#### Extracted records

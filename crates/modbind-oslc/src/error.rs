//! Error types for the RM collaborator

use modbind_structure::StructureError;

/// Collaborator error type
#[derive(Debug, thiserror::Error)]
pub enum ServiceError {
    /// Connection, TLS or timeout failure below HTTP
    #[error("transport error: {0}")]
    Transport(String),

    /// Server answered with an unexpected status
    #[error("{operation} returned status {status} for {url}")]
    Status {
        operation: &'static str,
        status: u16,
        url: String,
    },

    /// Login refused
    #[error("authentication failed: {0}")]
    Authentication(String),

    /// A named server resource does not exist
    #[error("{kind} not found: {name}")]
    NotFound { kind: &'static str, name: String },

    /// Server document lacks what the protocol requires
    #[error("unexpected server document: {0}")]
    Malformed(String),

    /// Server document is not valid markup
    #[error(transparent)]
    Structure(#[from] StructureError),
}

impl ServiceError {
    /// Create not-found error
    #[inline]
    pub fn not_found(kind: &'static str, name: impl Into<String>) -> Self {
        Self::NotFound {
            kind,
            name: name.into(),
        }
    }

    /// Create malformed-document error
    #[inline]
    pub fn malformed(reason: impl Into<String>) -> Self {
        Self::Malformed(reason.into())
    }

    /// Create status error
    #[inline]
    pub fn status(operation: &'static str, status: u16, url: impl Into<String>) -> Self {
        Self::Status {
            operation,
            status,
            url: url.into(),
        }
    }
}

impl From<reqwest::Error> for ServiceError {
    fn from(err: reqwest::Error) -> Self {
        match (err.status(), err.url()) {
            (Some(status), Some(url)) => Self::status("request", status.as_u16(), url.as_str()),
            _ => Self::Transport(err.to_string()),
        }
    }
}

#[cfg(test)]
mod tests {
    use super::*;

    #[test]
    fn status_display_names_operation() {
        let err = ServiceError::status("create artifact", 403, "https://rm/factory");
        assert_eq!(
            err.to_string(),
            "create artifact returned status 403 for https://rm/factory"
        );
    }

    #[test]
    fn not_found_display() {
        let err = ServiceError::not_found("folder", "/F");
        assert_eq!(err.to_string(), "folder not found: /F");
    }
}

########
#### Extracted records

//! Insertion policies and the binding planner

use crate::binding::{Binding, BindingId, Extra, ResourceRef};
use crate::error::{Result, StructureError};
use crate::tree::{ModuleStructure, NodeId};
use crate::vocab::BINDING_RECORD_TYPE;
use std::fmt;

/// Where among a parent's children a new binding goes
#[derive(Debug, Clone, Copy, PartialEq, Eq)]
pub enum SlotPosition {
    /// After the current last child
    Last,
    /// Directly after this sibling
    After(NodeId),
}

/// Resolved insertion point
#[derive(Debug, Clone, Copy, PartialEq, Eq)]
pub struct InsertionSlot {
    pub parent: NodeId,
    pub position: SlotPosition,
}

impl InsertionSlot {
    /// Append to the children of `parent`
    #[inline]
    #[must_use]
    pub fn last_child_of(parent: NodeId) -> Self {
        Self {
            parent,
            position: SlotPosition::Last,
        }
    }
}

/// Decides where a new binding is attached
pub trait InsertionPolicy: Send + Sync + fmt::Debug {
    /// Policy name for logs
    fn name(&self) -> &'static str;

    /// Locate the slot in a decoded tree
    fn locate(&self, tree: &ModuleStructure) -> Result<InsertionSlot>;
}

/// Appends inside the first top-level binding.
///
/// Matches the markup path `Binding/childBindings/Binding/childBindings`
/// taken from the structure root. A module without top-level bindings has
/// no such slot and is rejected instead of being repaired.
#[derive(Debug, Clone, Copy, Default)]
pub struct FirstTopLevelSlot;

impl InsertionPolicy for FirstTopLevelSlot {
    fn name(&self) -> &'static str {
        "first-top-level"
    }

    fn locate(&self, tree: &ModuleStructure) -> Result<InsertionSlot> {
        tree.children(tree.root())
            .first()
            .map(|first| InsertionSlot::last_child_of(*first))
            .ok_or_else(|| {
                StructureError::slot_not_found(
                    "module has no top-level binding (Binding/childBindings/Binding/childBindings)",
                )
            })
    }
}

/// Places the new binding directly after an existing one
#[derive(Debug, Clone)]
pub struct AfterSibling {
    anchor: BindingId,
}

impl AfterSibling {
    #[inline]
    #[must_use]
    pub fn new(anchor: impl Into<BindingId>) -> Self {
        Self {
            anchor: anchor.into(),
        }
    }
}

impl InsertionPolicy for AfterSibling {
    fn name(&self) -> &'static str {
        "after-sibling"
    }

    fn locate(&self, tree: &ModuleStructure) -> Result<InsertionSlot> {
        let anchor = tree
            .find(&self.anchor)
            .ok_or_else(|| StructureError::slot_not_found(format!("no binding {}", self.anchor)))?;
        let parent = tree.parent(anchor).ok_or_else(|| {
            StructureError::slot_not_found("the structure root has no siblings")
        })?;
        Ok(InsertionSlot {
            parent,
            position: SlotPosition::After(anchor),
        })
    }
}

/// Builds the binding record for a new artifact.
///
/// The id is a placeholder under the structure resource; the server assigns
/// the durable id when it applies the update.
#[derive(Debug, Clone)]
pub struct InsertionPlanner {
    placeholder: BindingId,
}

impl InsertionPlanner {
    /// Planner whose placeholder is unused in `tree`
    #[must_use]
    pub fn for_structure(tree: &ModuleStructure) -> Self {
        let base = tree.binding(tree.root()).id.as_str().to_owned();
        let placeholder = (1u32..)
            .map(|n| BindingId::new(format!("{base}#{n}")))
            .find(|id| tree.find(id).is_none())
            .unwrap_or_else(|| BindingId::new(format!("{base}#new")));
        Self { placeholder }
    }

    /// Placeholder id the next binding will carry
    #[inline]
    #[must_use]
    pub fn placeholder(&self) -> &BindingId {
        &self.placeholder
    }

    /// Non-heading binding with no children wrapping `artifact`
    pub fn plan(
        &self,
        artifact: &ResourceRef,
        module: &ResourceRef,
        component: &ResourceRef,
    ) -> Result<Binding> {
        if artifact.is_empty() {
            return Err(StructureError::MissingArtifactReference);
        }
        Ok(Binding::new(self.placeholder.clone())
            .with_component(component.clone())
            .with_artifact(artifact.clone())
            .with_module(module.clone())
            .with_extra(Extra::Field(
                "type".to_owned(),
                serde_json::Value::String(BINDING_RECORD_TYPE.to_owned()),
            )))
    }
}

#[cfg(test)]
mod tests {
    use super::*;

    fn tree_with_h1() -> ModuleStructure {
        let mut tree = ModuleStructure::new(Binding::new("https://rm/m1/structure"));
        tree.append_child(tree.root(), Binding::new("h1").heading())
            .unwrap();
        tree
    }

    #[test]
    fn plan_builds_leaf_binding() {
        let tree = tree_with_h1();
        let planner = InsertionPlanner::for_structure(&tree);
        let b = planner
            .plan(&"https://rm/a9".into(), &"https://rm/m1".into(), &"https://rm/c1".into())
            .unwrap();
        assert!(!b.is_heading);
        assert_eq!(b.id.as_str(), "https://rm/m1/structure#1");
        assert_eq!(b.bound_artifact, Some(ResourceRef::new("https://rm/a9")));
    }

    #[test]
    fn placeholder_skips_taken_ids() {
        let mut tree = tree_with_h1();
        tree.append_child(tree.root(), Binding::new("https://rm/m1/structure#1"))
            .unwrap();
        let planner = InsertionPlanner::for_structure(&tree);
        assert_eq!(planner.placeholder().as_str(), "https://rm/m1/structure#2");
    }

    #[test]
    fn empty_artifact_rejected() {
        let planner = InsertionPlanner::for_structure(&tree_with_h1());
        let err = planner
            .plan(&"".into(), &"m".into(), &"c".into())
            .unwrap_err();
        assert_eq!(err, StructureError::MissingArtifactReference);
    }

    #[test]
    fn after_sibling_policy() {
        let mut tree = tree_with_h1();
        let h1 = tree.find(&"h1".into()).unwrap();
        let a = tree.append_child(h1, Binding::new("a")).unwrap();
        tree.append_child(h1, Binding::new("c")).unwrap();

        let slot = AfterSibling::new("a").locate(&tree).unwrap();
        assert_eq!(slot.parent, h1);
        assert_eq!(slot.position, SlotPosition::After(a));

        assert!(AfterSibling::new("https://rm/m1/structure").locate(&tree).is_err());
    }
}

########

Leave out every line above except those from the line with "use crate::vocab::BINDING_RECORD_TYPE;" up to and including the line with "of being repaired.", and copy those exactly.

Output for this task:
use crate::vocab::BINDING_RECORD_TYPE;
use std::fmt;

/// Where among a parent's children a new binding goes
#[derive(Debug, Clone, Copy, PartialEq, Eq)]
pub enum SlotPosition {
    /// After the current last child
    Last,
    /// Directly after this sibling
    After(NodeId),
}

/// Resolved insertion point
#[derive(Debug, Clone, Copy, PartialEq, Eq)]
pub struct InsertionSlot {
    pub parent: NodeId,
    pub position: SlotPosition,
}

impl InsertionSlot {
    /// Append to the children of `parent`
    #[inline]
    #[must_use]
    pub fn last_child_of(parent: NodeId) -> Self {
        Self {
            parent,
            position: SlotPosition::Last,
        }
    }
}

/// Decides where a new binding is attached
pub trait InsertionPolicy: Send + Sync + fmt::Debug {
    /// Policy name for logs
    fn name(&self) -> &'static str;

    /// Locate the slot in a decoded tree
    fn locate(&self, tree: &ModuleStructure) -> Result<InsertionSlot>;
}

/// Appends inside the first top-level binding.
///
/// Matches the markup path `Binding/childBindings/Binding/childBindings`
/// taken from the structure root. A module without top-level bindings has
/// no such slot and is rejected instead of being repaired.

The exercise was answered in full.